• Your assignment:
Scan the records below, and wherever a line has the word "nonexistent", pull it out.

• Extracted information:

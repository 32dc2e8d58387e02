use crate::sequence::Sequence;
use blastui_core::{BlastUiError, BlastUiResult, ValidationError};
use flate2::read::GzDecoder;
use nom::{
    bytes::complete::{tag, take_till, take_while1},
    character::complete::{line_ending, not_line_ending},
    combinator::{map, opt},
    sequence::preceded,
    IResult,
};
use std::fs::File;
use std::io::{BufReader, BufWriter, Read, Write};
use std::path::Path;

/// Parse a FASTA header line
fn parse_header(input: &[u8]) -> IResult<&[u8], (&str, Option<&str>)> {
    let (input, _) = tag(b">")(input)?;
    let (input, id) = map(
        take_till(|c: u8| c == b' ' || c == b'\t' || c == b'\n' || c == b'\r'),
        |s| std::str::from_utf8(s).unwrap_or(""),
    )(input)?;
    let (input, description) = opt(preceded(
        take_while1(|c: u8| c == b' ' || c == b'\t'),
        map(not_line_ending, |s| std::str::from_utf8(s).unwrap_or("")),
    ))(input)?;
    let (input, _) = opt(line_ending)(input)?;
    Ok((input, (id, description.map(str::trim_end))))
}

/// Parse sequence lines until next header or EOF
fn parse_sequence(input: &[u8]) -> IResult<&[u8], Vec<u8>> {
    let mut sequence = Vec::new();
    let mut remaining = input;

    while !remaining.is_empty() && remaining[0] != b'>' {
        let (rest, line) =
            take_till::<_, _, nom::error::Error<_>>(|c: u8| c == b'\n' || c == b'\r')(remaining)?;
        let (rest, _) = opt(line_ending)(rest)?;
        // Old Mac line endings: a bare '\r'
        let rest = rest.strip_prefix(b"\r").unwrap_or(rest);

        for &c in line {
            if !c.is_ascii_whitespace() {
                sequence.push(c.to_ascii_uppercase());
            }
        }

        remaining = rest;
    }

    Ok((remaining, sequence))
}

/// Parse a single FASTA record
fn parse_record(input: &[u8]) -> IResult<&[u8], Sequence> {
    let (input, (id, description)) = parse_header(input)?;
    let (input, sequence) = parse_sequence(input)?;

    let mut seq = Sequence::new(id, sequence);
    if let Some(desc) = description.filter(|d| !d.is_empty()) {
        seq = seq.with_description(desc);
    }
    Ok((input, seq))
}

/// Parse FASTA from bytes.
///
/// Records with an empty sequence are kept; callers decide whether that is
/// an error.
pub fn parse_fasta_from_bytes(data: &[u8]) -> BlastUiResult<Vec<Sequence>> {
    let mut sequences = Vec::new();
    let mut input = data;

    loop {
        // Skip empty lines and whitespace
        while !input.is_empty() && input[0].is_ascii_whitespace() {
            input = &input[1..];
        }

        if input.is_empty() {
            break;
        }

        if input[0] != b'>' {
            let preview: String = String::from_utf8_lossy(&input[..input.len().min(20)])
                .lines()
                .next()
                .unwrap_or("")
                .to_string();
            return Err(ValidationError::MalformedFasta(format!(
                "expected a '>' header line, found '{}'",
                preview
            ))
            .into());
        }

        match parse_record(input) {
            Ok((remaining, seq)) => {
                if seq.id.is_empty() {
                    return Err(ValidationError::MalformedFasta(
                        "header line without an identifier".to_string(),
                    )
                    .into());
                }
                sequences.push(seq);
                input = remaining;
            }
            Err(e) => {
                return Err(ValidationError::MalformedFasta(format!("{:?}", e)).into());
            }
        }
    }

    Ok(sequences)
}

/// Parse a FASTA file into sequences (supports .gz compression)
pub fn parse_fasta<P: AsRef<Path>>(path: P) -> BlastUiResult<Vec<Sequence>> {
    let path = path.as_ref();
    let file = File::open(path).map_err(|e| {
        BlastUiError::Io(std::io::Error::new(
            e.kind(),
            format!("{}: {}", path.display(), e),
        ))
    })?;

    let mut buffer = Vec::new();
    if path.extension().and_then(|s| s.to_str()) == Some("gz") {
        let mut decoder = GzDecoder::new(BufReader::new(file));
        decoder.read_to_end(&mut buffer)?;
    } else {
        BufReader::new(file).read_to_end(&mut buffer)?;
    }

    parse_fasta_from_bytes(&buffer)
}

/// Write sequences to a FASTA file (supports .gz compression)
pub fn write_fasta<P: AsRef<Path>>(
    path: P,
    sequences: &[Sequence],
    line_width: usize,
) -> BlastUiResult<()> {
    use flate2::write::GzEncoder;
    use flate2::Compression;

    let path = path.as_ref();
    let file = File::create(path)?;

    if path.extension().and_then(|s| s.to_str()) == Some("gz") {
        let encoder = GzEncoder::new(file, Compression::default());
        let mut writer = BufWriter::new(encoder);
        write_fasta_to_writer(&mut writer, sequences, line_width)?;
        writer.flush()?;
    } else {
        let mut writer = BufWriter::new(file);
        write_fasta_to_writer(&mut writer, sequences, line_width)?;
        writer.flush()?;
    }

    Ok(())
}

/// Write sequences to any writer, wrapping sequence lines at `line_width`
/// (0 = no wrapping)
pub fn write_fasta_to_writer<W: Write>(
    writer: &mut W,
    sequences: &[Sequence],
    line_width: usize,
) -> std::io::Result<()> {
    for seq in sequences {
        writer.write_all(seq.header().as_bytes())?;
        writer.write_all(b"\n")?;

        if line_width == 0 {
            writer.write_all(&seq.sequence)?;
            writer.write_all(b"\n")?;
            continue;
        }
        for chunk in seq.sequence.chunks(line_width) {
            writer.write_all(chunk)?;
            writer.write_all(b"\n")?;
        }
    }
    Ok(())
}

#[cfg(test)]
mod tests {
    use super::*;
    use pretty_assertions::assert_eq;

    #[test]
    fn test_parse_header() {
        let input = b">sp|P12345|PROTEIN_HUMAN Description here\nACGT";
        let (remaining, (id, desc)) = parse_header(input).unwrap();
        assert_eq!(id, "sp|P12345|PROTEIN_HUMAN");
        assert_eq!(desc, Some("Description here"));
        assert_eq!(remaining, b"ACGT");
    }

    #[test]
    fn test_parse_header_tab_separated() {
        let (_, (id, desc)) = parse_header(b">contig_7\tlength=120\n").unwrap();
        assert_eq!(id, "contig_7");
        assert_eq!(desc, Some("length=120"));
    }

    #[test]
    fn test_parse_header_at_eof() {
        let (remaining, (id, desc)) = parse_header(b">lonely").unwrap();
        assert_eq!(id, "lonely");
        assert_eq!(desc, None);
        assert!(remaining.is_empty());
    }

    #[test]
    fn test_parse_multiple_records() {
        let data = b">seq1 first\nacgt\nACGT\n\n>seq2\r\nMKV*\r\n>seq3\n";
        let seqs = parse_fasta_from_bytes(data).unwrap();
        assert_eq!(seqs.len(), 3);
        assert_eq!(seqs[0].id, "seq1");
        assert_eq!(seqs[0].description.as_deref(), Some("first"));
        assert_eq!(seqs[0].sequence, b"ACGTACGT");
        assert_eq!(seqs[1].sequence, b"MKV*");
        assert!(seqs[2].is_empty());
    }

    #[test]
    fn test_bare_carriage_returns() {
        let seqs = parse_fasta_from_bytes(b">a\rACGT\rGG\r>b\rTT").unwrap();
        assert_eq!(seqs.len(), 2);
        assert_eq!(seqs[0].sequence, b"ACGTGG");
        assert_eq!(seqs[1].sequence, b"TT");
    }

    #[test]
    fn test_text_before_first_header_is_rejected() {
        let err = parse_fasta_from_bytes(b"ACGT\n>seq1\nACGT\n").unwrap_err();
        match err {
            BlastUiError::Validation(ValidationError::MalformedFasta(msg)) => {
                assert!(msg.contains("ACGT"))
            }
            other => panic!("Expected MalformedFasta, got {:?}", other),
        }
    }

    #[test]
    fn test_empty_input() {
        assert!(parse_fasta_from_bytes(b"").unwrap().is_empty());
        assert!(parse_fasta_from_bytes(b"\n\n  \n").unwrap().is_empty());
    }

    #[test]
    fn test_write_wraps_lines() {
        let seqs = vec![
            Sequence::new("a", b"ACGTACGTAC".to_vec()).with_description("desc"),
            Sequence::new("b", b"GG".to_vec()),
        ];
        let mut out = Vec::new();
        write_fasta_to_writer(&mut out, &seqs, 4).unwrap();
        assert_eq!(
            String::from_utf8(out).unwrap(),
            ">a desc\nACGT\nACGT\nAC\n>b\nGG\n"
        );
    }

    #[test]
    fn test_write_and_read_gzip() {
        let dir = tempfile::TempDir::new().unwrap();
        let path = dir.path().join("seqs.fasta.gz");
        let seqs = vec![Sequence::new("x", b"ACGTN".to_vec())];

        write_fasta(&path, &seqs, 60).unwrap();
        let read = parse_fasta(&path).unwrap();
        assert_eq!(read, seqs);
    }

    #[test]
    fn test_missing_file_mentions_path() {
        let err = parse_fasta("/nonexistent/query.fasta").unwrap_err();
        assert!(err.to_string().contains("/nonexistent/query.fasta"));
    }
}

• Answer to this task:
        let err = parse_fasta("/nonexistent/query.fasta").unwrap_err();
        assert!(err.to_string().contains("/nonexistent/query.fasta"));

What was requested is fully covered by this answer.